(Stored items from a collection)
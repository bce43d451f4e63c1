//! FFprobe integration for stream timing information.
//!
//! Opens a probe session per call and reports the frame rate and frame count
//! of the first video stream. Nothing is cached between calls.

use crate::error::{CoreError, CoreResult, command_failed_error, command_start_error};
use crate::processing::duration::{VideoHandle, parse_frame_rate};
use ffprobe::{FfProbeError, ffprobe};
use std::path::Path;

/// Trait for anything that can report the timing of a video file.
pub trait FfprobeExecutor {
    /// Reads frame rate and frame count of the first video stream.
    fn probe_video(&self, input_path: &Path) -> CoreResult<VideoHandle>;
}

/// `FfprobeExecutor` backed by the `ffprobe` crate.
#[derive(Debug, Clone, Default)]
pub struct CrateFfprobeExecutor;

impl CrateFfprobeExecutor {
    pub fn new() -> Self {
        Self
    }
}

impl FfprobeExecutor for CrateFfprobeExecutor {
    fn probe_video(&self, input_path: &Path) -> CoreResult<VideoHandle> {
        log::debug!(
            "Running ffprobe (via crate) for stream timing on: {}",
            input_path.display()
        );
        let metadata = ffprobe(input_path).map_err(|err| {
            log::error!("ffprobe failed for {}: {:?}", input_path.display(), err);
            map_ffprobe_error(err, "stream timing")
        })?;

        let video_stream = metadata
            .streams
            .iter()
            .find(|s| s.codec_type.as_deref() == Some("video"))
            .ok_or_else(|| {
                CoreError::VideoInfoError(format!(
                    "No video stream found in {}",
                    input_path.display()
                ))
            })?;

        // avg_frame_rate is "0/0" for some containers; r_frame_rate is the fallback
        let frame_rate = parse_frame_rate(&video_stream.avg_frame_rate)
            .filter(|fps| *fps > 0.0)
            .or_else(|| parse_frame_rate(&video_stream.r_frame_rate))
            .unwrap_or(0.0);

        let container_duration = metadata
            .format
            .duration
            .as_deref()
            .and_then(|d| d.parse::<f64>().ok());

        // Matroska/WebM carry no nb_frames; estimate from the container duration
        let frame_count = video_stream
            .nb_frames
            .as_deref()
            .and_then(|f| f.parse::<u64>().ok())
            .or_else(|| {
                container_duration
                    .filter(|d| d.is_finite() && *d > 0.0 && frame_rate > 0.0)
                    .map(|d| (d * frame_rate).round() as u64)
            })
            .unwrap_or(0);

        log::trace!(
            "Probed {}: fps={:.3}, frames={}, container duration={:?}",
            input_path.display(),
            frame_rate,
            frame_count,
            container_duration
        );

        Ok(VideoHandle::new(input_path.to_path_buf(), frame_rate, frame_count))
    }
}

fn map_ffprobe_error(err: FfProbeError, context: &str) -> CoreError {
    match err {
        FfProbeError::Io(io_err) => command_start_error(format!("ffprobe ({context})"), io_err),
        FfProbeError::Status(output) => {
            let stderr = String::from_utf8_lossy(&output.stderr).into_owned();
            command_failed_error(format!("ffprobe ({context})"), output.status, stderr)
        }
        FfProbeError::Deserialize(err) => CoreError::JsonParseError(format!(
            "ffprobe {context} output deserialization: {err}"
        )),
        _ => CoreError::FfprobeParse(format!("Unknown ffprobe error during {context}: {err:?}")),
    }
}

◆ About this exercise ◆
Tell how many lines of the data include the word "VideoHandle", without any other words.

◆ Result ◆
4